Vaccines for polio, tetanus and diptheria will be airdropped to remote locations within 30 minutes.

While the jury on consumer drones is still out, unmanned aerial vehicles (UAVs) are fast becoming an important tool in global delivery networks. Take Zipline as a prime example: since 2016, the Californian company has used unmanned aircraft to deliver critical medicines and blood to hospitals over huge distances in Rwanda.

According to the Financial Times, the Silicon Valley startup is drastically expanding its presence in Africa, mobilzing what will become the world's largest drone delivery network to transport "150 different medicines," vaccines and blood to 2,000 clinics in remote parts of Ghana.

Vaccines for polio, tetanus and diptheria -- all of which are supplied by the World Health Organisation's Expanded Project on Immunisation -- will be some of the treatments made available to Ghanian clinicians as part of the expansion. Health workers will be able to place an order via text message and receive a delivery via parachute within 30 minutes.

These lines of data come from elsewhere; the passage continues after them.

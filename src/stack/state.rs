// ABOUTME: Stack state model: phase machine position, per-service observations.
// ABOUTME: Pure data plus the phase predicates the command layer queries.

use crate::catalog::{Catalog, ServiceKind};
use crate::types::ContainerId;
use chrono::{DateTime, Utc};
use serde::Serialize;

/// The orchestrator's aggregate state machine position.
#[derive(Debug, Clone, Copy, PartialEq, Eq, Serialize)]
#[serde(rename_all = "SCREAMING_SNAKE_CASE")]
pub enum Phase {
    NotActive,
    Installing,
    Installed,
    Starting,
    UpAndRunning,
    Stopping,
    Error,
}

impl Phase {
    pub fn as_str(&self) -> &'static str {
        match self {
            Phase::NotActive => "NOT_ACTIVE",
            Phase::Installing => "INSTALLING",
            Phase::Installed => "INSTALLED",
            Phase::Starting => "STARTING",
            Phase::UpAndRunning => "UP_AND_RUNNING",
            Phase::Stopping => "STOPPING",
            Phase::Error => "ERROR",
        }
    }
}

impl std::fmt::Display for Phase {
    fn fmt(&self, f: &mut std::fmt::Formatter<'_>) -> std::fmt::Result {
        write!(f, "{}", self.as_str())
    }
}

// Phase predicates for the command layer. Commands are rejected up front when
// their predicate is false; the orchestrator never attempts an illegal one.

/// `setup` is legal: nothing installed or running yet.
pub fn need_setup(phase: Phase) -> bool {
    phase == Phase::NotActive
}

/// `run` is legal: images are local, no containers yet.
pub fn can_run(phase: Phase) -> bool {
    phase == Phase::Installed
}

/// `stop` is legal: there is something to tear down and no teardown underway.
pub fn can_stop(phase: Phase) -> bool {
    phase != Phase::NotActive && phase != Phase::Stopping
}

pub fn is_running(phase: Phase) -> bool {
    phase == Phase::Starting || phase == Phase::UpAndRunning
}

pub fn is_ready(phase: Phase) -> bool {
    phase == Phase::UpAndRunning
}

pub fn is_stopping(phase: Phase) -> bool {
    phase == Phase::Stopping
}

pub fn is_error(phase: Phase) -> bool {
    phase == Phase::Error
}

/// The expose-ports toggle may only change while the stack is fully idle.
pub fn can_toggle_ports(phase: Phase) -> bool {
    matches!(phase, Phase::NotActive | Phase::Installed)
}

/// Per-service container state as the orchestrator sees it.
///
/// Engine states plus two synthetic values: `NoContainer` (nothing with the
/// service's name exists) and `Ready` (running and the readiness probe
/// passed).
#[derive(Debug, Clone, Copy, PartialEq, Eq, Serialize)]
#[serde(rename_all = "SCREAMING_SNAKE_CASE")]
pub enum ServiceState {
    NoContainer,
    Created,
    Running,
    Ready,
    Restarting,
    Removing,
    Paused,
    Exited,
    Dead,
}

impl From<crate::runtime::ContainerState> for ServiceState {
    fn from(state: crate::runtime::ContainerState) -> Self {
        use crate::runtime::ContainerState as Engine;
        match state {
            Engine::Created => ServiceState::Created,
            Engine::Running => ServiceState::Running,
            Engine::Paused => ServiceState::Paused,
            Engine::Restarting => ServiceState::Restarting,
            Engine::Removing => ServiceState::Removing,
            Engine::Exited => ServiceState::Exited,
            Engine::Dead => ServiceState::Dead,
        }
    }
}

/// Local availability of a service's image.
#[derive(Debug, Clone, Copy, PartialEq, Eq, Serialize)]
#[serde(rename_all = "SCREAMING_SNAKE_CASE")]
pub enum ImageAvailability {
    NotAvailable,
    Downloading,
    Downloaded,
    Error,
}

/// What one poll tick learned about a service.
#[derive(Debug, Clone, Serialize)]
pub struct ServiceObservation {
    pub kind: ServiceKind,
    pub container_id: Option<ContainerId>,
    pub state: ServiceState,
    /// Human status line from the engine, e.g. "Up 2 minutes".
    pub status: String,
    /// Bound host port, when the service publishes one and ports are exposed.
    pub host_port: Option<u16>,
    pub image: ImageAvailability,
}

impl ServiceObservation {
    /// The initial observation: no container, image availability unknown.
    pub fn absent(kind: ServiceKind) -> Self {
        Self {
            kind,
            container_id: None,
            state: ServiceState::NoContainer,
            status: String::new(),
            host_port: None,
            image: ImageAvailability::NotAvailable,
        }
    }
}

/// The orchestrator's owned aggregate state.
///
/// `services` always holds exactly one entry per catalog service, in catalog
/// order; entries are mutated in place, never added or removed. `errors` is a
/// snapshot of problems noticed this tick, cleared at the start of every
/// reduction pass.
#[derive(Debug, Clone, Serialize)]
pub struct StackState {
    pub phase: Phase,
    pub services: Vec<ServiceObservation>,
    pub errors: Vec<String>,
    pub expose_ports: bool,
    pub refreshed_at: Option<DateTime<Utc>>,
}

impl StackState {
    pub fn new(catalog: &Catalog) -> Self {
        Self {
            phase: Phase::NotActive,
            services: catalog
                .services()
                .iter()
                .map(|s| ServiceObservation::absent(s.kind))
                .collect(),
            errors: Vec::new(),
            expose_ports: false,
            refreshed_at: None,
        }
    }

    pub fn service(&self, kind: ServiceKind) -> &ServiceObservation {
        self.services
            .iter()
            .find(|s| s.kind == kind)
            .expect("state holds one observation per catalog service")
    }

    pub(crate) fn service_mut(&mut self, kind: ServiceKind) -> &mut ServiceObservation {
        self.services
            .iter_mut()
            .find(|s| s.kind == kind)
            .expect("state holds one observation per catalog service")
    }
}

The range of the "Zip" drone hasn't changed much over the past two years -- averaging around 160 kilometers. The aircraft is swift, however, reaching speeds of 110km per hour. Given that local hospitals can be remote and often lack adequate supplies of critical treatments, Zipline can provide a service that doesn't require new infrastructure or setting up new supply routes.

"What this is going to show is that you can reach every GPS co-ordinate, you can serve everybody," Zipline CEO Keller Rinaudo told the Financial Times. "Every human in that region or country [can be] within a 15-25 minute delivery of any essential medical product — it's a different way of thinking about universal coverage."